The proposed regulatory model can be likened to the way that driver’s licensing in the U.S. works, the report says. While each jurisdiction implements its own rule for licensing drivers, licenses are recognized across jurisdictions and it’s up to drivers to stay informed on the differing laws.
In this case, lawyers would be required to disclose the jurisdictions they’re licensed in, which APRL says will enhance public protection. Moreover, the judicial branch would still have the authority to regulate who appears before them in court and lawyers would be held responsible for disciplinary issues in the relevant jurisdiction.
Addressing the issue of ‘border lawyers’
There is no disputing that the U.S. is facing an access to justice crisis, with low-income Americans not receiving any or enough legal help for 92% of their civil legal problems, according to the Legal Services Corporation’s The Justice Gap report. And more than one-half (53%) of low-income Americans doubt they could find an attorney they could afford.
These challenges may be more significant in rural areas, where established lawyers are retiring and new ones aren’t moving in to replace them. The current ethical rules, however, prohibit clients from hiring attorneys who may be nearby but in a different state or jurisdiction. This structure also presents challenges for unemployed or underemployed attorneys, who may struggle to pay bar admissions fees or satisfy CLE requirements in multiple states.

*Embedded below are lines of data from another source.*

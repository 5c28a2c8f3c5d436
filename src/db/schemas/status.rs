//! Audit status enums shared by assignments and audits

use serde::{Deserialize, Serialize};
use std::fmt;

/// State of an audit document
#[derive(Serialize, Deserialize, Clone, Copy, Debug, Default, PartialEq, Eq)]
#[serde(rename_all = "snake_case")]
pub enum AuditState {
    #[default]
    InProgress,
    Completed,
}

impl AuditState {
    pub fn as_str(&self) -> &'static str {
        match self {
            AuditState::InProgress => "in_progress",
            AuditState::Completed => "completed",
        }
    }
}

/// Per-school status inside an assignment.
///
/// Only moves forward: pending -> in_progress -> completed. The one way back
/// to pending is an in_progress audit found to have no content.
#[derive(Serialize, Deserialize, Clone, Copy, Debug, Default, PartialEq, Eq, Hash)]
#[serde(rename_all = "snake_case")]
pub enum AuditStatus {
    #[default]
    Pending,
    InProgress,
    Completed,
}

impl AuditStatus {
    pub fn as_str(&self) -> &'static str {
        match self {
            AuditStatus::Pending => "pending",
            AuditStatus::InProgress => "in_progress",
            AuditStatus::Completed => "completed",
        }
    }
}

impl From<AuditState> for AuditStatus {
    fn from(state: AuditState) -> Self {
        match state {
            AuditState::InProgress => AuditStatus::InProgress,
            AuditState::Completed => AuditStatus::Completed,
        }
    }
}

impl fmt::Display for AuditStatus {
    fn fmt(&self, f: &mut fmt::Formatter<'_>) -> fmt::Result {
        f.write_str(self.as_str())
    }
}

impl fmt::Display for AuditState {
    fn fmt(&self, f: &mut fmt::Formatter<'_>) -> fmt::Result {
        f.write_str(self.as_str())
    }
}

The revised Model Rule 5.5 would provide more choice for clients when selecting legal representation, noting that “protecting clients from incompetent lawyering does not require artificial boundaries.”
If there were more flexibility for “border” lawyers to provide legal services to clients who are geographically close, the cost of legal services would be reduced, availability and access would be increased, and lawyers could be more gainfully employed, the report says.
What’s happening in Illinois and nationally
Modernizing regulations around the practice of law has been a hot topic of conversation for years and has gained significant steam thanks to the changes implemented during the pandemic.
In December 2020, the ABA issued Formal Opinion 495, stating that lawyers may practice law in jurisdictions where they’re licensed while physically present in another jurisdiction as long as it’s not considered the unlicensed or unauthorized practice of law in the local jurisdiction and they don’t hold themselves out as being licensed to practice in the jurisdiction.
In February 2022, the Florida Supreme Court took it further, clarifying that an out-of-state lawyer practicing remotely in the state did not constitute the unauthorized practice of law.
For purposes of this rule, a lawyer licensed in another United States jurisdiction does not have a regular presence in Florida for the practice of law when the lawyer works remotely while physically located in Florida for an extended period of time if the lawyer works exclusively on non-Florida matters, and neither the lawyer nor any firm employing the lawyer holds out to the public as having a Florida presence.
In Illinois, a Chicago Bar Association and Chicago Bar Foundation task force submitted to the Illinois Supreme Court 11 recommendations for certain regulatory reforms in the state aimed at creating a more accessible and sustainable legal profession.
Internal Supreme Court Committees are currently providing further input on most of the recommendations and are developing plans for execution.